The authorities, therefore, suggest that an architect :

  1. can properly delegate certain types of supervision duties to the COW; and

  2. will not be responsible for inadequate supervision if the defects in question:

Architects' Liability for Defective Workmanship

Architects, of course, are not directly responsible for the workmanship of the building works. That is the responsibility of the main contractor.

He owes no duty to the main contractor to supervise his works, as observed by the CA in Setron ([2000] 1 SLR 166 at page 183B).

However, the architect does owe a duty of supervision to his employer. Consequently, an architect can be liable in negligence for defective workmanship to his employer if he fails in his duty of supervision.

Liability in tort can be successfully defended if the party who is sued properly claims to have relied upon the skill and expertise of an independent contractor. For example, a developer would be entitled to reject any claims in tort for a badly designed/built property by relying upon the fact that he entrusted these specialist works to a reasonably competent architect/main contractor (Eastern Lagoon, at paragraphs 102 and 103). 

In Eastern Lagoon, the independent contractor defence was raised in circumstances which gave rise to broad implications for the construction industry. The High Court was faced with the third party main contractors (brought in by the defendant architectural and engineering consultant firm) denying liability for defective cladding/tiling work on, amongst other grounds, the basis that they had hired specialist gangs for these works, ie they had hired 'independent contractors'. The High Court found that the primary cause was design related and not bad workmanship. Nevertheless, the High Court went on to rule that the 'independent contractor' defence would have been available if the defects could have been attributable to bad workmanship.
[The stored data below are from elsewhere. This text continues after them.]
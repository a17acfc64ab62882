//! Gridline Core
//!
//! Core domain types, traits, and error handling for Gridline.
//! This crate defines the shared vocabulary (axes, backends, combinations,
//! jobs, gate results, builds) used across all other crates.

pub mod axis;
pub mod build;
pub mod config;
pub mod error;
pub mod events;
pub mod ids;
pub mod interpolation;
pub mod job;
pub mod ports;
pub mod report;
pub mod resolution;
pub mod selection;

pub use error::{Error, ErrorKind, Result};
pub use ids::*;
On appeal to the CA, it was argued that the independent contractor defence should not have been available to the main contractors because brick laying and tiling works was hardly a specialist area of work and should have been within the purview of the main contractors. It was further argued that if the defence was available even when the area of work was not a specialist field, then main contractors would be able to escape liability for shoddy workmanship done by such 'sub-contractors'. This, it was agreed in the submissions, would encourage the main contractors to totally sub-contract all their works to various persons leaving the innocent party (architect) to bear the costs of any shoddy workmanship.

The CA accepted the trial judge's conclusion that the cause of the defects in the building was due to defective design and not bad workmanship. Thus, it did not make a ruling on whether the main contractors were liable for the shoddy workmanship of the sub-contractors or whether they could protect themselves using the independent contractor defence. 

Therefore, the issue of whether main contractors can use the independent contractor defence to shield themselves against liability for bad workmanship at the expense of architects remains largely open, in the absence of an authoritative ruling by the CA.


Conclusion

Following the two local CA decisions, architects now owe a duty of care in tort to avoid causing pure economic loss to the MC (representing subsidiary proprietors) in the absence of a contractual relationship. 

The prudent course of action is to be diligent and exercise the standard of care of a reasonable person in the profession claiming that level of expertise. Complications arise only when there is a failure to meet this standard. 


Mohan Pillay
Wong Partnership


Endnotes

1 As cited with approval in paragraph 80, MCST Plan 1075 v RSP Architects & Planners (Eastern Lagoon) (Suit No 1260 of 1995).

2 This view was cited with approval by Chao Hick Tin J (as he then was) more than ten years later in the case of Wai Wing Properties Pte Ltd v Lim, Ganesh & Liu [1994] 3 SLR 101.

3 Professionals must exercise due care in supervision to see that the materials and workmanship of the contractors conform to contractual requirements in the main contract (Hudsons Building & Engineering Contracts Vol 1, page 341 at paragraph 2.182).